→ DIRECTIONS
Scan the listing below. Copy each line that contains "main".

→ GIVEN ENTRIES

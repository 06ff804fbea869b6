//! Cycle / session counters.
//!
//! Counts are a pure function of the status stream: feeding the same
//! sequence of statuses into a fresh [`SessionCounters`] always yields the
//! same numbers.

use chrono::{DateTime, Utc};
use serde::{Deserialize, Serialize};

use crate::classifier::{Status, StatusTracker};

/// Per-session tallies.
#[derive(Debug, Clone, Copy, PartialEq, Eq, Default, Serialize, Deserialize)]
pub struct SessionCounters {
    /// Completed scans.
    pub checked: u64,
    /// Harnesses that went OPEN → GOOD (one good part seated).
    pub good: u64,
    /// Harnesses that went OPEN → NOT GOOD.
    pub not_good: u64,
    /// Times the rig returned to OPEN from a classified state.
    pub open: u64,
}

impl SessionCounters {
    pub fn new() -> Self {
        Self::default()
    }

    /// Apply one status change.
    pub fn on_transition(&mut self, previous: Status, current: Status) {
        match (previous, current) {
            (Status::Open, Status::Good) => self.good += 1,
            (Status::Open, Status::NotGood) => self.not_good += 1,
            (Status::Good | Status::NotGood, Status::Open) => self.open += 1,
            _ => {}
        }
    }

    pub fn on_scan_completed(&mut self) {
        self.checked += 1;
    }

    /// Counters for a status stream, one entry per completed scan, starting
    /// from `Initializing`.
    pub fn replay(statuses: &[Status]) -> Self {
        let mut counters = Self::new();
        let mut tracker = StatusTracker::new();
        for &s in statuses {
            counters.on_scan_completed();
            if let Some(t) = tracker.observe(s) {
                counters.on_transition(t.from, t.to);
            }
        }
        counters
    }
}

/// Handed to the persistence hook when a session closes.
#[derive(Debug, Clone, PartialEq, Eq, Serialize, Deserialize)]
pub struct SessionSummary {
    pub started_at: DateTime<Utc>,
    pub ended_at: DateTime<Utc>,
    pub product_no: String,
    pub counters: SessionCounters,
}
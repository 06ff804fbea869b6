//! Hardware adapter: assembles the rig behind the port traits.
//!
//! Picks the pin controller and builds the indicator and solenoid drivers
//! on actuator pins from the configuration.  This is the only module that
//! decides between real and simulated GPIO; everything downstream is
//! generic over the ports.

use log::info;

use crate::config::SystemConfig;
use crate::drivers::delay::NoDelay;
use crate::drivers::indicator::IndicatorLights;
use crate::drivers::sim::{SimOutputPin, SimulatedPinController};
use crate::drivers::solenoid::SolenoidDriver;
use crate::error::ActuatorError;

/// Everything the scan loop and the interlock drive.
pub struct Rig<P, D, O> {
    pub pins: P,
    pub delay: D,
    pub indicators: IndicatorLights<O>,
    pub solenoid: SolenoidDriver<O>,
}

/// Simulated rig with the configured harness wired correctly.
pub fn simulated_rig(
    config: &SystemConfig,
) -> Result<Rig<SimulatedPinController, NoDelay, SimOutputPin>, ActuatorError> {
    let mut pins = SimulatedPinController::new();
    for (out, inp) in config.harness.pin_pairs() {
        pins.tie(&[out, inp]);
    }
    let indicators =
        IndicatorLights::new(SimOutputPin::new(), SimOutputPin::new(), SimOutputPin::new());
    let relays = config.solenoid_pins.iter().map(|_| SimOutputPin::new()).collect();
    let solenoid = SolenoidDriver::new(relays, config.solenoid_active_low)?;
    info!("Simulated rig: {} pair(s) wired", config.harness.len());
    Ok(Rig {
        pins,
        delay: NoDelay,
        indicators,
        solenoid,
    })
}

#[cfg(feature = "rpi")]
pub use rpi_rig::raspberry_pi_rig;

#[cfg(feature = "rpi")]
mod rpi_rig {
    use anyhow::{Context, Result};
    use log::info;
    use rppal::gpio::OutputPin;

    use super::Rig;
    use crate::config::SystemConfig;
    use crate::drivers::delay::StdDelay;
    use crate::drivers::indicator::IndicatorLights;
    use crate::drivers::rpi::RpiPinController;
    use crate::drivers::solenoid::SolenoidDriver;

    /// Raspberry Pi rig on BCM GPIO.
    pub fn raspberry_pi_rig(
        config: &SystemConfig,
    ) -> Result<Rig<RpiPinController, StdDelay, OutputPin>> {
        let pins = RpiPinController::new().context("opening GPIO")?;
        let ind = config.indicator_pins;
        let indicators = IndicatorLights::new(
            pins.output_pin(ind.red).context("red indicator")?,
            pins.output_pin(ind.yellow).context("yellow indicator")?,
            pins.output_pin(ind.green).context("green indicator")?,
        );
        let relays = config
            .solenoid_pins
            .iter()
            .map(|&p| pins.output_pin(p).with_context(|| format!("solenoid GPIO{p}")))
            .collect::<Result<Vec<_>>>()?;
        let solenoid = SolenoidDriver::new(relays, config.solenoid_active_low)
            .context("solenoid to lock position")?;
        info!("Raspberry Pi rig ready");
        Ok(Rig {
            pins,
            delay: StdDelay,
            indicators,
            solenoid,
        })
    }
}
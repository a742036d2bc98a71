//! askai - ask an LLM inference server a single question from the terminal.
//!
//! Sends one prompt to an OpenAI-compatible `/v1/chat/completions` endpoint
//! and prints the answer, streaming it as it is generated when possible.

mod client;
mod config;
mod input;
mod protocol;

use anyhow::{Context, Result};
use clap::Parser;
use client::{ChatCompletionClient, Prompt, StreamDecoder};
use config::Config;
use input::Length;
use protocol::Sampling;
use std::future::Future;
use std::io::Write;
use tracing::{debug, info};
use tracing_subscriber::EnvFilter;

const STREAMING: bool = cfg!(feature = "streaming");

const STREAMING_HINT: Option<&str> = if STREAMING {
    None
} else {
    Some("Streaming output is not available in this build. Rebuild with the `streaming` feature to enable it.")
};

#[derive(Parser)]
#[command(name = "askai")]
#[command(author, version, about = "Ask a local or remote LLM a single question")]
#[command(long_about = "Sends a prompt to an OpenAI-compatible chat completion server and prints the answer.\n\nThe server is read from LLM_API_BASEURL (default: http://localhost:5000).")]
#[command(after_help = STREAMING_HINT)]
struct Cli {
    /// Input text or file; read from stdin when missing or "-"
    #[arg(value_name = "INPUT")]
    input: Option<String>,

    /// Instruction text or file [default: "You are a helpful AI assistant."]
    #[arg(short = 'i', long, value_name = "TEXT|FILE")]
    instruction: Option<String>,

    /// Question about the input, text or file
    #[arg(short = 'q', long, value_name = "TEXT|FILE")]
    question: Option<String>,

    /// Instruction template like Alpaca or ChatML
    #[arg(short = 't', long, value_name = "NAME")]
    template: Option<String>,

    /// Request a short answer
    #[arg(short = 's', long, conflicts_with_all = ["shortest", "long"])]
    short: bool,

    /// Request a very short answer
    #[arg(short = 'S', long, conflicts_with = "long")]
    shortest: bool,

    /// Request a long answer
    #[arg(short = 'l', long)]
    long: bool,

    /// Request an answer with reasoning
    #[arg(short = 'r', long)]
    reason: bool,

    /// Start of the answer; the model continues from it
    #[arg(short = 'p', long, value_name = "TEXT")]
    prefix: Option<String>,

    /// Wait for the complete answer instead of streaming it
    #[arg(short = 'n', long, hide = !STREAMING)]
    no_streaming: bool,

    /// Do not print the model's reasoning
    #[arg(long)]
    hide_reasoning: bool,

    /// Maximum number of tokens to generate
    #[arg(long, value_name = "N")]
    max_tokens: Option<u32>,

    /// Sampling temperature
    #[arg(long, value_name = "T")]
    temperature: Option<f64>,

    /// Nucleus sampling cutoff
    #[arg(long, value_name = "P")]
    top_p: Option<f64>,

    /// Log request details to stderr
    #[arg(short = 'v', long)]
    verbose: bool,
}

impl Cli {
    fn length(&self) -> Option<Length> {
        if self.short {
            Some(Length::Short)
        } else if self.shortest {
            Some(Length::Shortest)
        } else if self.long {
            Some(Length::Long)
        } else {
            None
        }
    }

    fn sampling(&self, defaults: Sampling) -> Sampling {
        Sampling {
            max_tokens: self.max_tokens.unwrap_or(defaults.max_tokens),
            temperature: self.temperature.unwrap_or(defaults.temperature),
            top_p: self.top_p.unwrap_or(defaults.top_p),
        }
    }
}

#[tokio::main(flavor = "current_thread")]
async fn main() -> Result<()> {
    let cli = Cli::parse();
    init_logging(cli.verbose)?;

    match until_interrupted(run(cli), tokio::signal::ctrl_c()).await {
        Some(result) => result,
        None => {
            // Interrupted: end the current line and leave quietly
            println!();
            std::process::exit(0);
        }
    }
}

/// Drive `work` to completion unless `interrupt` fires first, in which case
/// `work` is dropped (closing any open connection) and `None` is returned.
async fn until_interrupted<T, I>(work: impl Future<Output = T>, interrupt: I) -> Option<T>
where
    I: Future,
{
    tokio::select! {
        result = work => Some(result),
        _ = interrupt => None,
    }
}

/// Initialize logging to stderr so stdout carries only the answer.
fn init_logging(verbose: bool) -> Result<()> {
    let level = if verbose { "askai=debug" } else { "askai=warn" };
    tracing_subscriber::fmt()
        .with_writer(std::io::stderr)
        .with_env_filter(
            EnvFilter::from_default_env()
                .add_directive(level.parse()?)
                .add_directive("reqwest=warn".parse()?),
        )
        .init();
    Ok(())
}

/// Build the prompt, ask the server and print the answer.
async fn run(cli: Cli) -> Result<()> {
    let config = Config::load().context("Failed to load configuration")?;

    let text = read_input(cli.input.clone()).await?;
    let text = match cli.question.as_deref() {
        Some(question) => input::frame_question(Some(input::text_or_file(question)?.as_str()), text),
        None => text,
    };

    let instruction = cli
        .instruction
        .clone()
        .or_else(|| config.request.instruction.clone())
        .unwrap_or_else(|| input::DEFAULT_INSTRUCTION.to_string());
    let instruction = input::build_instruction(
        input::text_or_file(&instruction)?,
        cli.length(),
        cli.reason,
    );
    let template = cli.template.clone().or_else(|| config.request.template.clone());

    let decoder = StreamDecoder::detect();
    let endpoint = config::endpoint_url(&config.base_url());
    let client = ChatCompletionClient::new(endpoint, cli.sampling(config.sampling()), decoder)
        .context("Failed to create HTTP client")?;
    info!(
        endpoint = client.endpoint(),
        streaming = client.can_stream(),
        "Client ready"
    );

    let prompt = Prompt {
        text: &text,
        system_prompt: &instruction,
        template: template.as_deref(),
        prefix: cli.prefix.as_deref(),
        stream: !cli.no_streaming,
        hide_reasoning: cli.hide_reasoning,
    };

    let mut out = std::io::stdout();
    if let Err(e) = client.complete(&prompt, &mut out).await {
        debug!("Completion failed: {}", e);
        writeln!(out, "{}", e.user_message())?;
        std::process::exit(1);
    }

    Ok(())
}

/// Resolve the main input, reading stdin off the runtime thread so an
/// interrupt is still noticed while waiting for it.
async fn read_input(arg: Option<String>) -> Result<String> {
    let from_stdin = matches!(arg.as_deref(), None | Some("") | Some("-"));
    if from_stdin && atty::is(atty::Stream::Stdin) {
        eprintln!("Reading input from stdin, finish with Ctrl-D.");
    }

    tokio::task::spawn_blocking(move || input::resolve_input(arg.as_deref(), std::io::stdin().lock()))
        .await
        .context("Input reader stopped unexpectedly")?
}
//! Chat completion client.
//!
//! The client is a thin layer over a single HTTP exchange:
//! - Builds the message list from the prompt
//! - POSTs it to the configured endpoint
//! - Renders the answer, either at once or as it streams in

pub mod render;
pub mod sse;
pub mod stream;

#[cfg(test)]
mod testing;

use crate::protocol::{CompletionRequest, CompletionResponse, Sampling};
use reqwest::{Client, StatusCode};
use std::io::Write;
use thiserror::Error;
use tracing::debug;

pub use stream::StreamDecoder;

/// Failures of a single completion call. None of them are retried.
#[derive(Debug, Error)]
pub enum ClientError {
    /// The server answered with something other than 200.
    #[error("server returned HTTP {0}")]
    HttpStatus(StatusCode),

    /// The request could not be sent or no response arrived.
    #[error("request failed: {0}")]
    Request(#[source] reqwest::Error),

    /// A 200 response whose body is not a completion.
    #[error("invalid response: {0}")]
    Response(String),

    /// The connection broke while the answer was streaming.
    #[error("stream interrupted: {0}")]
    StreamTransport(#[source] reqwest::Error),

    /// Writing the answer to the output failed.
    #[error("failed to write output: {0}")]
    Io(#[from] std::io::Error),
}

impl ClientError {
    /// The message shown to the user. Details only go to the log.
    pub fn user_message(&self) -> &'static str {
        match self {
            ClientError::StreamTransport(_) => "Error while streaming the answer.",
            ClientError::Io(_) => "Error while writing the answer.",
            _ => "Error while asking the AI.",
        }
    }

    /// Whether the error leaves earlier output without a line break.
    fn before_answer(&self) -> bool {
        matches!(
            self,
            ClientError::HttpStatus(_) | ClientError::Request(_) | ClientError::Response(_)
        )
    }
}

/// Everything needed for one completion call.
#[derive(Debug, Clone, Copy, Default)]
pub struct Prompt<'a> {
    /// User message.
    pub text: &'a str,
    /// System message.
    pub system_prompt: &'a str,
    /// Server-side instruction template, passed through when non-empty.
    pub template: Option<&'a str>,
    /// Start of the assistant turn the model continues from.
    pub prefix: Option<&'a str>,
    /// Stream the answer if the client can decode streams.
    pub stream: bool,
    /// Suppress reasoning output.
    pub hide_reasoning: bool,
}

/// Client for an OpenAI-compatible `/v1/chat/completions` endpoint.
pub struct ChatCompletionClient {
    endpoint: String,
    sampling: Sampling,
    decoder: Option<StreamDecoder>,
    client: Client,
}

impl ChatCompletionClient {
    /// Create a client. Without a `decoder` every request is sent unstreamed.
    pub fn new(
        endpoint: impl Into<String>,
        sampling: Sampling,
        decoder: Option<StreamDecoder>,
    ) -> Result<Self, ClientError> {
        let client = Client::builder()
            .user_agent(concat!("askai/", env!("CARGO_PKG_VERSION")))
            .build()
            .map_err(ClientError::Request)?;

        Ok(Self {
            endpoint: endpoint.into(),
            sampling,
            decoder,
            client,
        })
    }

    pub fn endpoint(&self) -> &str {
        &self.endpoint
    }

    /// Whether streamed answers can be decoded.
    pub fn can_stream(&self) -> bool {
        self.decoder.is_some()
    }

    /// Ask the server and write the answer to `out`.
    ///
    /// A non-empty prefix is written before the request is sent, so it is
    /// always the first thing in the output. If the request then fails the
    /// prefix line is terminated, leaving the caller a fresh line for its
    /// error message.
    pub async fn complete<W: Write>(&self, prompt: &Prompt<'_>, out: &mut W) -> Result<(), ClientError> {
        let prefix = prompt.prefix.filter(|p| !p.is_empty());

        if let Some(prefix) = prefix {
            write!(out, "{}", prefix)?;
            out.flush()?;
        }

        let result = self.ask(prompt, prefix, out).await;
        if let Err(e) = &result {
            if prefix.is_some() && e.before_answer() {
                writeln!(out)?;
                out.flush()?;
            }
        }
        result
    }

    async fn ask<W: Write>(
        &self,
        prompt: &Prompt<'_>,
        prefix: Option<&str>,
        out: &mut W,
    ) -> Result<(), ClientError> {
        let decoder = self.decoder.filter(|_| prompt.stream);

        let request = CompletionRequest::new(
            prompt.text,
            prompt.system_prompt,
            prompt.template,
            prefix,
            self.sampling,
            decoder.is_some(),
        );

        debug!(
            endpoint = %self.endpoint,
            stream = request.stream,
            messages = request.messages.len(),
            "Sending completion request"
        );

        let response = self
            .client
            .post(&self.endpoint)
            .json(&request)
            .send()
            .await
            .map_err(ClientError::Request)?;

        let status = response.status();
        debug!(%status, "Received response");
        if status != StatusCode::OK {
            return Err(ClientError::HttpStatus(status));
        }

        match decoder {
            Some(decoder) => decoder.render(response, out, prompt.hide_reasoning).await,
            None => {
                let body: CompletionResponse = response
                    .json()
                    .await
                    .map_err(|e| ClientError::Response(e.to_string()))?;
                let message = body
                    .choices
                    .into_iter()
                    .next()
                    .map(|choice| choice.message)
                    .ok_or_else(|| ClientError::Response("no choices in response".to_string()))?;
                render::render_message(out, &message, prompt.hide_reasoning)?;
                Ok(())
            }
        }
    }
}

→ OUTPUT
#[tokio::main(flavor = "current_thread")]
async fn main() -> Result<()> {
/// Resolve the main input, reading stdin off the runtime thread so an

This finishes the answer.